ASSIGNMENT:
Check every line of the material for the word "true". Copy those that have it.

RECORDS FOR THE TASK:
==============================
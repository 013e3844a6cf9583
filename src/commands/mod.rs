//! # 命令执行模块
//!
//! 实现各子命令的业务逻辑。
//!
//! ## 依赖关系
//! - 被 `main.rs` 调用
//! - 使用 `cli/`, `models/`, `selector.rs`, `writer.rs`, `utils/`
//! - 子模块: bundle, rsp

pub mod bundle;
pub mod rsp;

use crate::cli::Commands;
use crate::error::Result;

/// 执行命令
pub fn run(cmd: Commands) -> Result<()> {
    match cmd {
        Commands::Bundle(args) => bundle::execute(args),
        Commands::CreateRsp(args) => rsp::execute(args),
    }
}
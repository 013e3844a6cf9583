//! # cbundle - 源码文件打包工具
//!
//! 把目录树中按语言选出的源码文件串接成单个输出文件，
//! 并可交互式生成可复用的响应文件。
//!
//! ## 子命令
//! - `bundle` - 选择、排序并打包源码文件
//! - `create-rsp` - 交互式生成响应文件
//!
//! ## 依赖关系
//! ```text
//! main.rs
//!   ├── cli/        (命令行参数定义)
//!   ├── commands/   (命令执行逻辑)
//!   ├── models/     (语言映射与打包配置)
//!   ├── selector.rs (文件枚举与过滤)
//!   ├── writer.rs   (排序与串接写入)
//!   ├── utils/      (工具函数)
//!   └── error.rs    (错误处理)
//! ```

mod cli;
mod commands;
mod error;
mod models;
mod selector;
mod utils;
mod writer;

use clap::Parser;
use cli::Cli;

fn main() {
    // Initialize colored output for Windows compatibility
    #[cfg(windows)]
    colored::control::set_virtual_terminal(true).ok();

    let cli = Cli::parse();

    if let Err(e) = commands::run(cli.command) {
        utils::output::print_error(&format!("{}", e));
        std::process::exit(1);
    }
}
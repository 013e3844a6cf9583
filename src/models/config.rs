//! # 打包配置
//!
//! 单次运行的完整选项集合，整条流水线只消费这一个结构。
//!
//! ## 依赖关系
//! - 被 `selector.rs`、`writer.rs` 和 `commands/bundle.rs` 使用
//! - 使用 `models/language.rs`

use crate::models::Language;
use std::path::PathBuf;

/// 文件排序方式
///
/// 无法识别的 token 不报错，显式回落到按路径名排序。
#[derive(Debug, Clone, Copy, PartialEq, Eq)]
pub enum SortMode {
    /// 按完整路径名升序
    Name,
    /// 按扩展名升序
    Type,
}

impl SortMode {
    /// 解析排序 token（大小写不敏感）
    pub fn parse(token: &str) -> SortMode {
        match token.trim().to_lowercase().as_str() {
            "type" => SortMode::Type,
            // 空串和无效值一律按路径名排序
            _ => SortMode::Name,
        }
    }
}

/// 单次打包运行的完整配置
#[derive(Debug, Clone)]
pub struct BundleConfig {
    /// 工作目录，也是文件枚举的根
    pub root: PathBuf,
    /// 语言 token 集合，非空
    pub languages: Vec<Language>,
    /// 输出文件路径
    pub output: PathBuf,
    /// 是否在每个文件前写来源注释
    pub note: bool,
    /// 文件排序方式
    pub sort: SortMode,
    /// 是否删除空行
    pub remove_empty_lines: bool,
    /// 写入文件头的作者名
    pub author: String,
    /// 是否输出过滤前的文件清单
    pub verbose: bool,
}
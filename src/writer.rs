//! # 打包写入器
//!
//! 对选中的文件排序，并把内容串接写入单个输出文件。
//!
//! ## 功能
//! - 按路径名或扩展名稳定排序
//! - 写入作者头、起止标记和文件间空行分隔
//! - 可选来源注释与空行删除
//! - 任一文件读写失败即整体中止，不做部分成功报告
//!
//! ## 依赖关系
//! - 被 `commands/bundle.rs` 使用
//! - 使用 `models/`, `error.rs`
//! - 使用 `utils/progress.rs`

use crate::error::{BundleError, Result};
use crate::models::{BundleConfig, SortMode};
use crate::utils::progress;

use std::fs::{self, File};
use std::io::{BufWriter, Write};
use std::path::{Path, PathBuf};

/// 按配置的排序方式整理文件顺序
pub fn sort_files(mut files: Vec<PathBuf>, mode: SortMode) -> Vec<PathBuf> {
    match mode {
        // 稳定排序：扩展名相同的文件保持原有相对顺序
        SortMode::Type => files.sort_by_key(|p| extension_key(p)),
        SortMode::Name => files.sort_by_key(|p| p.display().to_string()),
    }
    files
}

/// 小写扩展名（带点）排序键；无扩展名的文件排最前
fn extension_key(path: &Path) -> String {
    path.extension()
        .and_then(|ext| ext.to_str())
        .map(|ext| format!(".{}", ext.to_lowercase()))
        .unwrap_or_default()
}

/// 把排序后的文件串接写入目标文件
pub fn write_bundle(files: &[PathBuf], config: &BundleConfig) -> Result<()> {
    let file = File::create(&config.output).map_err(|e| BundleError::FileWriteError {
        path: config.output.display().to_string(),
        source: e,
    })?;
    let mut writer = BufWriter::new(file);

    write_line(
        &mut writer,
        &format!("// Author: {}", config.author),
        &config.output,
    )?;
    write_line(&mut writer, "// Bundled Code Starts Here", &config.output)?;
    write_line(&mut writer, "", &config.output)?;

    let pb = progress::create_progress_bar(files.len() as u64, "Bundling");

    for path in files {
        if config.note {
            let rel = relative_to_root(path, &config.root);
            write_line(&mut writer, &format!("// File: {}", rel), &config.output)?;
        }

        let content = fs::read_to_string(path).map_err(|e| BundleError::FileReadError {
            path: path.display().to_string(),
            source: e,
        })?;

        for line in content.lines() {
            // 删除空行是整行过滤，保留行原样写出
            if config.remove_empty_lines && line.trim().is_empty() {
                continue;
            }
            write_line(&mut writer, line, &config.output)?;
        }

        // 文件之间固定一个空行分隔
        write_line(&mut writer, "", &config.output)?;
        pb.inc(1);
    }

    pb.finish_and_clear();

    write_line(&mut writer, "// Bundled Code Ends Here", &config.output)?;

    writer.flush().map_err(|e| BundleError::FileWriteError {
        path: config.output.display().to_string(),
        source: e,
    })?;

    Ok(())
}

/// 相对根目录的展示路径；不在其下时原样返回
fn relative_to_root(path: &Path, root: &Path) -> String {
    path.strip_prefix(root)
        .unwrap_or(path)
        .display()
        .to_string()
}

fn write_line<W: Write>(writer: &mut W, line: &str, output: &Path) -> Result<()> {
    writeln!(writer, "{}", line).map_err(|e| BundleError::FileWriteError {
        path: output.display().to_string(),
        source: e,
    })
}
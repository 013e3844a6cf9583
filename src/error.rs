//! # 统一错误处理模块
//!
//! 定义 cbundle 的所有错误类型，使用 `thiserror` 派生。
//!
//! ## 依赖关系
//! - 被所有其他模块使用
//! - 无外部模块依赖

use thiserror::Error;

/// cbundle 统一错误类型
#[derive(Error, Debug)]
pub enum BundleError {
    // ─────────────────────────────────────────────────────────────
    // I/O 错误
    // ─────────────────────────────────────────────────────────────
    #[error("Failed to read file: {path}")]
    FileReadError {
        path: String,
        #[source]
        source: std::io::Error,
    },

    #[error("Failed to write file: {path}")]
    FileWriteError {
        path: String,
        #[source]
        source: std::io::Error,
    },

    #[error("Directory not found: {path}")]
    DirectoryNotFound { path: String },

    #[error("Failed to walk directory: {path}")]
    WalkError {
        path: String,
        #[source]
        source: walkdir::Error,
    },

    // ─────────────────────────────────────────────────────────────
    // 交互输入错误
    // ─────────────────────────────────────────────────────────────
    #[error("Failed to read from standard input")]
    InputError {
        #[source]
        source: std::io::Error,
    },

    // ─────────────────────────────────────────────────────────────
    // 参数错误
    // ─────────────────────────────────────────────────────────────
    #[error("Invalid argument: {0}")]
    InvalidArgument(String),
}

/// Result 类型别名
pub type Result<T> = std::result::Result<T, BundleError>;
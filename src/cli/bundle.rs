//! # bundle 子命令 CLI 定义
//!
//! 打包源码文件到单个输出文件。
//!
//! ## 依赖关系
//! - 被 `cli/mod.rs` 使用
//! - 参数传递给 `commands/bundle.rs`

use clap::{ArgAction, Args};
use std::path::PathBuf;

/// bundle 子命令参数
#[derive(Args, Debug)]
pub struct BundleArgs {
    /// Programming languages to include (or 'all'), repeatable or comma separated
    #[arg(long, required = true, value_delimiter = ',', num_args = 1..)]
    pub language: Vec<String>,

    /// Filename for the bundled output file
    #[arg(long, default_value = "bundled_code.txt")]
    pub output: PathBuf,

    /// Prefix each file's content with a comment naming its source path
    #[arg(
        long,
        action = ArgAction::Set,
        num_args = 0..=1,
        default_value_t = false,
        default_missing_value = "true"
    )]
    pub note: bool,

    /// Copy order of the bundled files: 'name' or 'type' (anything else falls back to 'name')
    #[arg(long, default_value = "name")]
    pub sort: String,

    /// Drop lines that are empty or whitespace-only
    #[arg(
        long,
        action = ArgAction::Set,
        num_args = 0..=1,
        default_value_t = false,
        default_missing_value = "true"
    )]
    pub remove_empty_lines: bool,

    /// Author name written into the bundle header
    #[arg(long, default_value = "Unknown Author")]
    pub author: String,

    /// Print every enumerated file before filtering
    #[arg(long, default_value_t = false)]
    pub verbose: bool,
}
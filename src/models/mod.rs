//! # 数据模型模块
//!
//! 定义语言映射与打包配置数据模型。
//!
//! ## 依赖关系
//! - 被 `selector.rs`、`writer.rs` 和 `commands/` 使用
//! - 子模块: config, language

pub mod config;
pub mod language;

pub use config::{BundleConfig, SortMode};
pub use language::Language;
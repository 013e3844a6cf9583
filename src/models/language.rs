//! # 语言与扩展名映射
//!
//! 把用户输入的语言 token 映射到文件扩展名。
//!
//! ## 依赖关系
//! - 被 `selector.rs` 和 `commands/bundle.rs` 使用
//! - 无外部模块依赖

/// 语言 token 解析结果
///
/// 映射表之外的 token 不报错，显式落入 [`Language::Custom`] 分支，
/// 直接把小写 token 当作扩展名猜测使用，不验证其是否有意义。
#[derive(Debug, Clone, PartialEq, Eq)]
pub enum Language {
    /// 通配符 "all"：不按扩展名过滤
    All,
    /// 映射表中的已知语言
    Known(&'static str),
    /// 未知 token：按 ".token" 猜测扩展名
    Custom(String),
}

impl Language {
    /// 解析语言 token（大小写不敏感）
    pub fn parse(token: &str) -> Language {
        let lower = token.trim().to_lowercase();
        match lower.as_str() {
            "all" => Language::All,
            "csharp" => Language::Known(".cs"),
            "python" => Language::Known(".py"),
            "javascript" => Language::Known(".js"),
            "java" => Language::Known(".java"),
            "cpp" => Language::Known(".cpp"),
            "html" => Language::Known(".html"),
            "txt" => Language::Known(".txt"),
            "word" => Language::Known(".docs"),
            _ => Language::Custom(format!(".{}", lower)),
        }
    }

    /// 对应的文件扩展名（带点）；通配符没有扩展名
    pub fn extension(&self) -> Option<&str> {
        match self {
            Language::All => None,
            Language::Known(ext) => Some(ext),
            Language::Custom(ext) => Some(ext),
        }
    }

    /// 是否为通配符
    pub fn is_wildcard(&self) -> bool {
        matches!(self, Language::All)
    }
}

#[cfg(test)]
mod tests {
    use super::*;

    #[test]
    fn test_parse_known_tokens() {
        assert_eq!(Language::parse("csharp"), Language::Known(".cs"));
        assert_eq!(Language::parse("python"), Language::Known(".py"));
        assert_eq!(Language::parse("javascript"), Language::Known(".js"));
        assert_eq!(Language::parse("java"), Language::Known(".java"));
        assert_eq!(Language::parse("cpp"), Language::Known(".cpp"));
        assert_eq!(Language::parse("html"), Language::Known(".html"));
        assert_eq!(Language::parse("txt"), Language::Known(".txt"));
    }

    #[test]
    fn test_parse_is_case_insensitive() {
        assert_eq!(Language::parse("Python"), Language::Known(".py"));
        assert_eq!(Language::parse("CSHARP"), Language::Known(".cs"));
        assert!(Language::parse("All").is_wildcard());
        assert!(Language::parse("ALL").is_wildcard());
    }

    #[test]
    fn test_parse_unknown_token_guesses_extension() {
        assert_eq!(
            Language::parse("rust"),
            Language::Custom(".rust".to_string())
        );
        assert_eq!(Language::parse("GO"), Language::Custom(".go".to_string()));
        assert_eq!(Language::parse(" rb "), Language::Custom(".rb".to_string()));
    }

    #[test]
    fn test_extension_accessor() {
        assert_eq!(Language::parse("python").extension(), Some(".py"));
        assert_eq!(Language::parse("rust").extension(), Some(".rust"));
        assert_eq!(Language::parse("all").extension(), None);
    }
}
==============================
WORKED SOLUTION:
    colored::control::set_virtual_terminal(true).ok();
    #[arg(long, required = true, value_delimiter = ',', num_args = 1..)]
        default_missing_value = "true"
        default_missing_value = "true"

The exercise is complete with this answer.